Challenging Stylometry: The Authorship of the Baroque Play La Segunda Celestina

paper, specified "long paper"
  1. 1. Laura Hernández Lorenzo

    University of Seville

  2. 2. Joanna Byszuk

    Institute of Polish Language - Polish Academy of Sciences

Work text
This plain text was ingested for the purpose of full-text search, not to preserve original formatting or readability. For the most complete copy, refer to the original conference program.

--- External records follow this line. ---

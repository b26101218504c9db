//! Thread-safe facade over a single index engine.
//!
//! The engine tolerates exactly one operation at a time, so every call that
//! touches it (adds, removes, state queries, flushes, close and cursor
//! advances from search sessions) runs inside the same mutex. Guards are
//! released with [`MutexGuard::unlock_fair`] so waiting callers are served in
//! arrival order rather than letting one thread re-acquire the lock in a loop.
//!
//! Every public operation is total: failures are logged and reported as
//! `false`, an empty list or [`DocumentState::NotIndexed`].

use parking_lot::{Mutex, MutexGuard};
use rayon::prelude::*;
use std::path::{Path, PathBuf};
use std::sync::Arc;
use std::time::Duration;
use tracing::{debug, info, warn};
use url::Url;

use super::file_discovery::{list_all_files, FileDiscoveryConfig};
use super::progressive::{ProgressiveSearch, SearchResult};
use crate::config::{Config, IndexConfig, StopWordSet};
use crate::error::{EngineError, Result};
use crate::extract;
use crate::index::{
    AddOutcome, CancelToken, DocumentState, IndexEngine, LocalEngine, SearchOptions,
};

/// Time budget per batch for [`SearchIndexer::search`]
const DRAIN_TIMEOUT: Duration = Duration::from_secs(1);

/// The engine slot shared between an indexer and its search sessions.
/// `None` once the index has been closed.
pub(crate) struct Shared<E> {
    engine: Mutex<Option<E>>,
}

impl<E: IndexEngine> Shared<E> {
    /// Run `op` with exclusive access to the engine slot
    pub(crate) fn serialized<R>(&self, op: impl FnOnce(&mut Option<E>) -> R) -> R {
        let mut guard = self.engine.lock();
        let result = op(&mut guard);
        MutexGuard::unlock_fair(guard);
        result
    }

    fn with_open<R>(&self, op: impl FnOnce(&mut E) -> Result<R>) -> Result<R> {
        self.serialized(|slot| match slot.as_mut() {
            Some(engine) => op(engine),
            None => Err(EngineError::Closed),
        })
    }
}

fn log_failure(op: &str, url: &str, err: &EngineError) {
    if err.is_precondition() {
        debug!(op, url, error = %err, "Index operation rejected");
    } else {
        warn!(op, url, error = %err, "Index operation failed");
    }
}

fn add_outcome(op: &str, url: &str, result: Result<AddOutcome>) -> AddOutcome {
    match result {
        Ok(outcome) => {
            debug!(op, url, ?outcome, "Document staged");
            outcome
        }
        Err(e) => {
            log_failure(op, url, &e);
            AddOutcome::Failed
        }
    }
}

fn file_path(url: &Url) -> Result<PathBuf> {
    url.to_file_path()
        .map_err(|_| EngineError::InvalidUrl(url.to_string()))
}

/// Extract a file's text. Runs outside the engine lock.
fn extract_text(path: &Path, mime_hint: Option<&str>) -> Result<String> {
    let detected;
    let mime = match mime_hint {
        Some(hint) => Some(hint),
        None => {
            detected = extract::mime::detect(path);
            detected.as_deref()
        }
    };
    extract::extract_file(path, mime)
}

/// A full-text index that can be shared between threads by reference.
///
/// Dropping the indexer closes the index. Search sessions only hold a weak
/// reference and report no further results once it is gone.
pub struct SearchIndexer<E: IndexEngine = LocalEngine> {
    shared: Arc<Shared<E>>,
}

impl SearchIndexer<LocalEngine> {
    /// An index that lives only as long as this value
    pub fn create_in_memory(config: IndexConfig) -> Self {
        Self::with_engine(LocalEngine::in_memory(config))
    }

    /// A new index backed by `path`. Fails if the file already exists.
    pub fn create_file(path: impl AsRef<Path>, config: IndexConfig) -> anyhow::Result<Self> {
        Ok(Self::with_engine(LocalEngine::create(path, config)?))
    }

    /// Open an index previously created with [`Self::create_file`]
    pub fn open_file(path: impl AsRef<Path>) -> anyhow::Result<Self> {
        Ok(Self::with_engine(LocalEngine::open(path)?))
    }

    /// Open `path` if it exists, otherwise create it with `config`.
    ///
    /// An existing index keeps the settings it was built with.
    pub fn open_or_create(path: impl AsRef<Path>, config: IndexConfig) -> anyhow::Result<Self> {
        let path = path.as_ref();
        if !path.exists() {
            return Self::create_file(path, config);
        }

        let engine = LocalEngine::open(path)?;
        if engine.config().fingerprint() != config.fingerprint() {
            warn!(
                path = %path.display(),
                "Index was built with different settings, keeping the stored ones"
            );
        }
        Ok(Self::with_engine(engine))
    }

    /// Build the index described by a configuration file
    pub fn from_config(config: &Config) -> anyhow::Result<Self> {
        match &config.storage.path {
            Some(path) => Self::open_or_create(path, config.index_config()),
            None => Ok(Self::create_in_memory(config.index_config())),
        }
    }
}

impl<E: IndexEngine> SearchIndexer<E> {
    pub fn with_engine(engine: E) -> Self {
        Self {
            shared: Arc::new(Shared {
                engine: Mutex::new(Some(engine)),
            }),
        }
    }

    /// Stage `text` as the content of `url`.
    ///
    /// `true` does not mean the content changed: an identical text, or an
    /// existing document with `can_replace == false`, also reports success.
    /// Use [`Self::add_text_with_outcome`] to tell these apart.
    pub fn add_text(&self, url: &Url, text: &str, can_replace: bool) -> bool {
        self.add_text_with_outcome(url, text, can_replace)
            .is_success()
    }

    pub fn add_text_with_outcome(&self, url: &Url, text: &str, can_replace: bool) -> AddOutcome {
        self.stage_text(url.as_str(), text, can_replace)
    }

    /// [`Self::add_text`] for a URL that still has to be parsed.
    ///
    /// The document is keyed on `url` exactly as given: strings that parse
    /// to the same normalized URL stay distinct documents.
    pub fn add_text_str(&self, url: &str, text: &str, can_replace: bool) -> bool {
        if let Err(e) = Url::parse(url) {
            log_failure("add_text", url, &EngineError::InvalidUrl(e.to_string()));
            return false;
        }
        self.stage_text(url, text, can_replace).is_success()
    }

    fn stage_text(&self, key: &str, text: &str, can_replace: bool) -> AddOutcome {
        let result = self
            .shared
            .with_open(|engine| engine.add_text(key, text, can_replace));
        add_outcome("add_text", key, result)
    }

    /// Extract the file at `url` and stage its text. Requires
    /// [`extract::ensure_loaded`] to have been called.
    ///
    /// Without a MIME hint the type is detected from the file. Like
    /// [`Self::add_text`], `true` does not guarantee the content changed.
    pub fn add_file(&self, url: &Url, mime_hint: Option<&str>, can_replace: bool) -> bool {
        self.add_file_with_outcome(url, mime_hint, can_replace)
            .is_success()
    }

    pub fn add_file_with_outcome(
        &self,
        url: &Url,
        mime_hint: Option<&str>,
        can_replace: bool,
    ) -> AddOutcome {
        let result = self.stage_file(url, mime_hint, can_replace);
        add_outcome("add_file", url.as_str(), result)
    }

    fn stage_file(&self, url: &Url, mime_hint: Option<&str>, can_replace: bool) -> Result<AddOutcome> {
        if !extract::is_loaded() {
            return Err(EngineError::ExtractorsNotLoaded);
        }
        let path = file_path(url)?;
        if self.is_closed() {
            return Err(EngineError::Closed);
        }

        let text = extract_text(&path, mime_hint)?;
        self.shared
            .with_open(|engine| engine.add_text(url.as_str(), &text, can_replace))
    }

    /// [`Self::add_file`] for a filesystem path
    pub fn add_file_path(&self, path: &Path, mime_hint: Option<&str>, can_replace: bool) -> bool {
        let url = std::path::absolute(path)
            .ok()
            .and_then(|absolute| Url::from_file_path(absolute).ok());
        match url {
            Some(url) => self.add_file(&url, mime_hint, can_replace),
            None => {
                let err = EngineError::InvalidUrl(path.display().to_string());
                log_failure("add_file", &path.to_string_lossy(), &err);
                false
            }
        }
    }

    /// Add every file under the folder at `folder`, recursively.
    ///
    /// Returns the URLs whose add reported success. Anything that is not a
    /// directory yields an empty list and leaves the index untouched.
    /// No file is skipped for its size; use [`Self::add_folder_with`] to set
    /// excludes or a size limit.
    pub fn add_folder(&self, folder: &Url, can_replace: bool) -> Vec<Url> {
        self.add_folder_with(folder, &FileDiscoveryConfig::unlimited(), can_replace)
    }

    pub fn add_folder_with(
        &self,
        folder: &Url,
        discovery: &FileDiscoveryConfig,
        can_replace: bool,
    ) -> Vec<Url> {
        let dir = match file_path(folder) {
            Ok(dir) if dir.is_dir() => dir,
            _ => {
                debug!(url = %folder, "Not a directory, nothing to add");
                return Vec::new();
            }
        };
        if !extract::is_loaded() {
            log_failure("add_folder", folder.as_str(), &EngineError::ExtractorsNotLoaded);
            return Vec::new();
        }
        if self.is_closed() {
            log_failure("add_folder", folder.as_str(), &EngineError::Closed);
            return Vec::new();
        }

        let files: Vec<PathBuf> = list_all_files(&dir, discovery).collect();

        // Extraction is independent per file; only the adds need the engine
        let extracted: Vec<(Url, Result<String>)> = files
            .par_iter()
            .filter_map(|path| {
                let url = Url::from_file_path(path).ok()?;
                Some((url, extract_text(path, None)))
            })
            .collect();

        let mut added = Vec::with_capacity(extracted.len());
        for (url, text) in extracted {
            let result = text.and_then(|text| {
                self.shared
                    .with_open(|engine| engine.add_text(url.as_str(), &text, can_replace))
            });
            if add_outcome("add_file", url.as_str(), result).is_success() {
                added.push(url);
            }
        }

        info!(
            folder = %dir.display(),
            discovered = files.len(),
            added = added.len(),
            "Folder added"
        );
        added
    }

    /// Stage removal of `url`. Succeeds whether or not it was indexed.
    pub fn remove(&self, url: &Url) -> bool {
        match self
            .shared
            .with_open(|engine| engine.remove_document(url.as_str()))
        {
            Ok(()) => {
                debug!(url = %url, "Document removal staged");
                true
            }
            Err(e) => {
                log_failure("remove", url.as_str(), &e);
                false
            }
        }
    }

    /// Remove each URL in turn, ignoring individual failures
    pub fn remove_all<'a>(&self, urls: impl IntoIterator<Item = &'a Url>) {
        for url in urls {
            self.remove(url);
        }
    }

    /// Current state of `url`, read from the engine.
    /// A closed index reports every document as not indexed.
    pub fn document_state(&self, url: &Url) -> DocumentState {
        self.document_state_str(url.as_str())
    }

    /// [`Self::document_state`] for a key staged with [`Self::add_text_str`]
    pub fn document_state_str(&self, url: &str) -> DocumentState {
        self.shared.serialized(|slot| {
            slot.as_ref()
                .map_or(DocumentState::NotIndexed, |engine| engine.document_state(url))
        })
    }

    pub fn is_indexed(&self, url: &Url) -> bool {
        self.document_state(url) == DocumentState::Indexed
    }

    /// Make every staged change searchable
    pub fn flush(&self) -> bool {
        match self.shared.with_open(|engine| engine.flush()) {
            Ok(()) => true,
            Err(e) => {
                log_failure("flush", "", &e);
                false
            }
        }
    }

    /// Flush and release the engine. Later calls do nothing.
    pub fn close(&self) {
        self.shared.serialized(|slot| {
            if let Some(engine) = slot.take() {
                match engine.close() {
                    Ok(()) => debug!("Index closed"),
                    Err(e) => warn!(error = %e, "Index closed with errors"),
                }
            }
        });
    }

    pub fn is_closed(&self) -> bool {
        self.shared.serialized(|slot| slot.is_none())
    }

    /// Stop words the index was created with; empty once closed
    pub fn stop_words(&self) -> StopWordSet {
        self.shared.serialized(|slot| {
            slot.as_ref()
                .map(|engine| engine.config().stop_words().clone())
                .unwrap_or_default()
        })
    }

    /// Number of searchable documents; 0 once closed
    pub fn document_count(&self) -> usize {
        self.shared
            .serialized(|slot| slot.as_ref().map_or(0, |engine| engine.document_count()))
    }

    pub fn config(&self) -> Option<IndexConfig> {
        self.shared
            .serialized(|slot| slot.as_ref().map(|engine| engine.config().clone()))
    }

    /// Start a search over the documents committed so far.
    pub fn progressive_search(&self, query: &str, options: SearchOptions) -> ProgressiveSearch<E> {
        let cancel = CancelToken::new();
        let cursor = self.shared.serialized(|slot| {
            slot.as_ref()
                .map(|engine| engine.create_search(query, options, cancel.clone()))
        });
        if cursor.is_none() {
            debug!(query, "Search started on a closed index");
        }
        ProgressiveSearch::new(Arc::downgrade(&self.shared), query, options, cursor, cancel)
    }

    /// Run `query` to completion, `limit` results per batch
    pub fn search(&self, query: &str, limit: usize) -> Vec<SearchResult> {
        let session = self.progressive_search(query, SearchOptions::default());
        let mut results = Vec::new();
        loop {
            let batch = session.next(limit, DRAIN_TIMEOUT);
            results.extend(batch.results);
            if !batch.more_results_available {
                return results;
            }
        }
    }
}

In November 1675, Spanish writer Agustín de Salazar died leaving unfinished the play
La Segunda Celestina (SC), which he was writing on commission for the birthday celebrations of the Spanish Queen. The play was probably finished by an anonymous writer and performed the following year (Sabat de Rivers, 1992). In 1989, Guillermo Schmidhuber published a newly discovered ‘suelta’ of SC with the anonymous ending he claimed had been written by Sor Juana Inés de la Cruz (SJ), a prominent Hispanoamerican writer of the time, whom he also thought to have made significant changes to the original.

Literary hypothesis
In 1700, the editor of the works by SJ, Castorena y Úrsua, mentioned that she finished and improved a literary text by Salazar. When her entire works were published in 1957, one of the editors, Salceda, connected Castorena’s mention with SJ referencing a comedy about Celestina in her own play
Los empeños de una casa, and concluded that the said play could be SC. Later, Schmidhuber tried to prove it making historical, linguistic and even primitive stylometric arguments (Schmidhuber de la Mora, 1991). After a comprehensive research, Georgina Sabat de Rivers concluded that although there was not enough evidence to make it a fact, it was highly probable that SJ indeed wrote the ending, but not edited the whole text (Sabat de Rivers, 1992).

In the course of our study, we found that availability of digitized Spanish texts, especially historic ones, poses a great problem, due to few resources or repositories, and poor state of digitization – for Spanish works it mostly means scanning images of early editions (especially manuscripts or old prints), and their typographic variance makes OCR results not very useful.
As a result, our corpus was composed based on various sources. The text of SC was extracted from a digital edition (Schmidhuber de la Mora, 2016), and converted into plain text. Other dramatic works by SJ were extracted from the Cervantes Virtual Library. Salazar’s texts were much more difficult to find, as there are no digital editions. We had to use the image digitization of his texts offered by the ‘Biblioteca Digital Hispánica’. The OCR provided by the library and our software (ABBYY-FineReader 12) produced so many irregular errors that we decided to transcribe
El amor más desgraciado and
Más triunfa el amor rendido.

To place the problem in a broader perspective, we used the Canon-60 corpus (Oleza Simó, 2014), a collection of digitized Spanish Golden Age plays that includes canonical baroque works. However, this corpus is imbalanced – some authors are overrepresented, whereas for others – less famous or relevant for the literary history – there is only one play.
The final corpus combining the Canon-60, SJ’s and Salazar’s texts lacked balance in terms of genre (a mix of secular and religious plays, as well as comedies and tragedies), gender (only two women in our corpus: SJ and María de Zayas, showing that the relevance of other Spanish baroque female writers needs further studies), and, finally, nationality – all the authors are Spanish-born, except for SJ, born in ‘Nueva España’ (i.e. Mexico). We therefore limited our corpus to only one genre: ‘la comedia de capa y espada’.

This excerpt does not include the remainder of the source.